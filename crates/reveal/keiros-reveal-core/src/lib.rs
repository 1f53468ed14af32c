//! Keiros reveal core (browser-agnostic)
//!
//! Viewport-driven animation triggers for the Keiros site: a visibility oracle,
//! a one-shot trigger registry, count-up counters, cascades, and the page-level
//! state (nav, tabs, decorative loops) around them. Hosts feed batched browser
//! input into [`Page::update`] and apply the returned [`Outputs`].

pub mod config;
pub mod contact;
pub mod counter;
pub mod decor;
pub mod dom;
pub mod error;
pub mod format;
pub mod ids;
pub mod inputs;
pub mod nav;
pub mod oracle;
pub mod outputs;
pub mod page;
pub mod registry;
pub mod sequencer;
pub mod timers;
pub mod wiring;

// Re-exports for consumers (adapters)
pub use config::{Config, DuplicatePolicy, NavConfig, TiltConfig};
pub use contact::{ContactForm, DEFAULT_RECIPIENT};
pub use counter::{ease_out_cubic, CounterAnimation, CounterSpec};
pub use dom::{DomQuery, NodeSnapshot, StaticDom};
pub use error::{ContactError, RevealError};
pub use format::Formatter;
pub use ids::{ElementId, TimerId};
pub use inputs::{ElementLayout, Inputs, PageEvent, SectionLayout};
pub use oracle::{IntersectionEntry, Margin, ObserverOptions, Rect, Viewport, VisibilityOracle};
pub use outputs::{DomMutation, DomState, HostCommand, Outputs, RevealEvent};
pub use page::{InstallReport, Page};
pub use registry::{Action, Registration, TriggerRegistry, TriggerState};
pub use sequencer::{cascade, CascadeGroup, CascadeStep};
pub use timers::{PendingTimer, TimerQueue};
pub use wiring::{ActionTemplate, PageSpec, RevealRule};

──────────────────────────────

_ASSIGNMENT_.
Scan the data for the string "Viewport" and copy each line in which it occurs.

_SOLUTION_.
//! Viewport-driven animation triggers for the Keiros site: a visibility oracle,
pub use oracle::{IntersectionEntry, Margin, ObserverOptions, Rect, Viewport, VisibilityOracle};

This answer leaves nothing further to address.